→ REQUIRED ACTION
Scan the material that follows. Copy every line containing the word "deviceshadow".

→ EXCERPTED DATA
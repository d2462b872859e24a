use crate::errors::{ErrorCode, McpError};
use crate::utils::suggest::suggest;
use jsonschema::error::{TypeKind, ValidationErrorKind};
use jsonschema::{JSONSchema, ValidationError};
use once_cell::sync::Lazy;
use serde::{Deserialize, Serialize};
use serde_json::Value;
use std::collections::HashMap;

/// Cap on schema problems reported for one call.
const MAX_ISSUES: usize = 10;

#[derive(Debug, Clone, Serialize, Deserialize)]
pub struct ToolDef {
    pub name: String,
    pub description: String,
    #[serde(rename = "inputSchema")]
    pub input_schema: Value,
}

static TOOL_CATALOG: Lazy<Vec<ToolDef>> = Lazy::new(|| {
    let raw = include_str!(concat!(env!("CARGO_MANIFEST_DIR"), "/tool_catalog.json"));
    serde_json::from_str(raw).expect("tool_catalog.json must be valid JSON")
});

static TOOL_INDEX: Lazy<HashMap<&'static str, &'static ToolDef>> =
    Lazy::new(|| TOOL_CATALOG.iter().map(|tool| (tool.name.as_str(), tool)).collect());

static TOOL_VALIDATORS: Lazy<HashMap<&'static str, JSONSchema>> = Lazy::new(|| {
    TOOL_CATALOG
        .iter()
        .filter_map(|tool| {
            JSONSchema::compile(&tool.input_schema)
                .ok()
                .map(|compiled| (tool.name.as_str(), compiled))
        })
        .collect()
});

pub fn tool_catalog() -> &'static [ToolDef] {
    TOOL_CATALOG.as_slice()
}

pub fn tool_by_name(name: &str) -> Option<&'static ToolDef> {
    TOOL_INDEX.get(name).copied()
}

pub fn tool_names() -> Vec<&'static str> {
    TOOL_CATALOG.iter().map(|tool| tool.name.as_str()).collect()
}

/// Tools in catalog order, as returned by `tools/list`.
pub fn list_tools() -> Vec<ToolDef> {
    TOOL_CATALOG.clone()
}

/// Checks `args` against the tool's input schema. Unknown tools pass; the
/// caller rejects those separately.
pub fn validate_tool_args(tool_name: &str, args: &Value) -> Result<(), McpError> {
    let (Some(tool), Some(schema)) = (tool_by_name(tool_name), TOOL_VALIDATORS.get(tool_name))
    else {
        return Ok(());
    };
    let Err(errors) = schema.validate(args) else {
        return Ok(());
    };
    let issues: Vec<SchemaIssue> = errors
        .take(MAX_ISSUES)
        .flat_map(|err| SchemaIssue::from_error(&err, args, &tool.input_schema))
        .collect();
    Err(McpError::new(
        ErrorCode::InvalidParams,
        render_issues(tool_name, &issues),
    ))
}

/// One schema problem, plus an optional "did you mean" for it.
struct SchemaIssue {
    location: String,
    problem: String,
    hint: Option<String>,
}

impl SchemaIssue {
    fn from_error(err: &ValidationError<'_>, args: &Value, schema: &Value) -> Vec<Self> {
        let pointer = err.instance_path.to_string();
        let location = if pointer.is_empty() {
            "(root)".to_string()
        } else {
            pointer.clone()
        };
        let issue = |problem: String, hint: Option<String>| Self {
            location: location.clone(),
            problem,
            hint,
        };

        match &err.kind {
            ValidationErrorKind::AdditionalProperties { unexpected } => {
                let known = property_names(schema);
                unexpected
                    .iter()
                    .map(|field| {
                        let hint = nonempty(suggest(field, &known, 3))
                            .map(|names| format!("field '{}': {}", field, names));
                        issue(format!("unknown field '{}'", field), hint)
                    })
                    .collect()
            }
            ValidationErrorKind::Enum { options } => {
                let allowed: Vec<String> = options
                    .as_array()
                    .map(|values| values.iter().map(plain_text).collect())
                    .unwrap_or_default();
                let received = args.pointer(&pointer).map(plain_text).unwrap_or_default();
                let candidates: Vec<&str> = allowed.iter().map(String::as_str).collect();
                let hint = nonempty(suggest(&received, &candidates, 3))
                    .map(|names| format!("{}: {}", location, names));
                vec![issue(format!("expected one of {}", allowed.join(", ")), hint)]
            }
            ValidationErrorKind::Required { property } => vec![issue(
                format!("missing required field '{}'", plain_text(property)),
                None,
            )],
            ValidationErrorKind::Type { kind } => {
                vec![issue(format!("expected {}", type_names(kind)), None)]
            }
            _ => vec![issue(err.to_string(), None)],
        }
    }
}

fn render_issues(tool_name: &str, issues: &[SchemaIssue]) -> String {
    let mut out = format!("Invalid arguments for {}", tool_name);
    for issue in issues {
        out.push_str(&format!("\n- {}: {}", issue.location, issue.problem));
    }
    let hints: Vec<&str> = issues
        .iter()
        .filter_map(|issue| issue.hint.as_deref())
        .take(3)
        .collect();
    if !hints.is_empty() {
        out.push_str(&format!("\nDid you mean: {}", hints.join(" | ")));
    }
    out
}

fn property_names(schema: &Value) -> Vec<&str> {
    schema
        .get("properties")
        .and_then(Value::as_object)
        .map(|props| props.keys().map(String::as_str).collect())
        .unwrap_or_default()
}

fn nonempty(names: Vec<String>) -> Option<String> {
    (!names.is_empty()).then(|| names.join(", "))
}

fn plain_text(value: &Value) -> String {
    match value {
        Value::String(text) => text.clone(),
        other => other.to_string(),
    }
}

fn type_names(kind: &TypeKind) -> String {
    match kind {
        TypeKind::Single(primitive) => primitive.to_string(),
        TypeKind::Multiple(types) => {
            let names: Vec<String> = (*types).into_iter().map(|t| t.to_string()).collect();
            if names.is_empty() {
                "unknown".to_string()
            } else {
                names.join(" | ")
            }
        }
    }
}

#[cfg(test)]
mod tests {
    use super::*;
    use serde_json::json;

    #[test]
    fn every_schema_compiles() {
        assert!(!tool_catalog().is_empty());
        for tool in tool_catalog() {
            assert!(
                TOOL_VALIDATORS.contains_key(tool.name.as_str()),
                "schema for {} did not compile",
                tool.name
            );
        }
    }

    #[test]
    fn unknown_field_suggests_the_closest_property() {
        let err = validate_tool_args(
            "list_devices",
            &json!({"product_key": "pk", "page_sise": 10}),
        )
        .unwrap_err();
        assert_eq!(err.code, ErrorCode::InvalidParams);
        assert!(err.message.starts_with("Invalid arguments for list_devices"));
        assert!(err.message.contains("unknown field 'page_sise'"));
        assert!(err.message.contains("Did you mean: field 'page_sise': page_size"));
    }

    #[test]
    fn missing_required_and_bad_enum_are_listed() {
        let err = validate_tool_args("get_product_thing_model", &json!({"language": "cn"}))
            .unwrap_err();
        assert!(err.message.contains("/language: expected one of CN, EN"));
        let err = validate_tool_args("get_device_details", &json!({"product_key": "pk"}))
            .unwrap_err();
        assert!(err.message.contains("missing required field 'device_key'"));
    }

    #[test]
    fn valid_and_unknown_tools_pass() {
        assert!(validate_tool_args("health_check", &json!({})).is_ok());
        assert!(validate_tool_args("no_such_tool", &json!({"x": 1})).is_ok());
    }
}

==

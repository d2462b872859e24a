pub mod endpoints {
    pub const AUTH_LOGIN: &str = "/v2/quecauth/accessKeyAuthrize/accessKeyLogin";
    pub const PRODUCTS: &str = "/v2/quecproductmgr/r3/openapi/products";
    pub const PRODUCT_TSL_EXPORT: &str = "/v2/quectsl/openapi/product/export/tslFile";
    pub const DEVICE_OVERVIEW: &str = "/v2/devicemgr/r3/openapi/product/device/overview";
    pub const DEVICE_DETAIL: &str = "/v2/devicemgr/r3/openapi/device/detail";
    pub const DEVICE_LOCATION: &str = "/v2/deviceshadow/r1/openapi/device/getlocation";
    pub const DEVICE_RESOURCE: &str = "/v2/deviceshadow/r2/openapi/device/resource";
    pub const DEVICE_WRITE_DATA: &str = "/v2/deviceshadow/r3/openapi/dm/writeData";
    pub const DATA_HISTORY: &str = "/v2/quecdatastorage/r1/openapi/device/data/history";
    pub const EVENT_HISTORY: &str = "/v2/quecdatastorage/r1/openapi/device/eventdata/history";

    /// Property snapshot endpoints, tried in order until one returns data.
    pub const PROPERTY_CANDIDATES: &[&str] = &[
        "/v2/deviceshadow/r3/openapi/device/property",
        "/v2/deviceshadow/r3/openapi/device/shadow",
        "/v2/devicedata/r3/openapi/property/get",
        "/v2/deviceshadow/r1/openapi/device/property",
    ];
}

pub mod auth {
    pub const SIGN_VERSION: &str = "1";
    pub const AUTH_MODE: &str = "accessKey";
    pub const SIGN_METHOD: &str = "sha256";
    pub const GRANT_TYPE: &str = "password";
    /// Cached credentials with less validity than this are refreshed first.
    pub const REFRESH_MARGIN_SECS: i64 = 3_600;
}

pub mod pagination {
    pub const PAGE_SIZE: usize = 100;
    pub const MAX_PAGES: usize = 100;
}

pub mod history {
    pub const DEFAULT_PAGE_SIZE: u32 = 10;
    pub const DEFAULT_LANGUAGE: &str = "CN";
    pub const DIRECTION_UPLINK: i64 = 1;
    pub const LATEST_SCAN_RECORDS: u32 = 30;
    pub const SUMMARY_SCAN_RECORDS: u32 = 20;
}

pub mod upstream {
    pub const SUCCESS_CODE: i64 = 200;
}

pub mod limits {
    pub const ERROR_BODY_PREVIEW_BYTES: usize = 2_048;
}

→ YOUR RESPONSE
    pub const DEVICE_LOCATION: &str = "/v2/deviceshadow/r1/openapi/device/getlocation";
    pub const DEVICE_RESOURCE: &str = "/v2/deviceshadow/r2/openapi/device/resource";
    pub const DEVICE_WRITE_DATA: &str = "/v2/deviceshadow/r3/openapi/dm/writeData";
        "/v2/deviceshadow/r3/openapi/device/property",
        "/v2/deviceshadow/r3/openapi/device/shadow",
        "/v2/deviceshadow/r1/openapi/device/property",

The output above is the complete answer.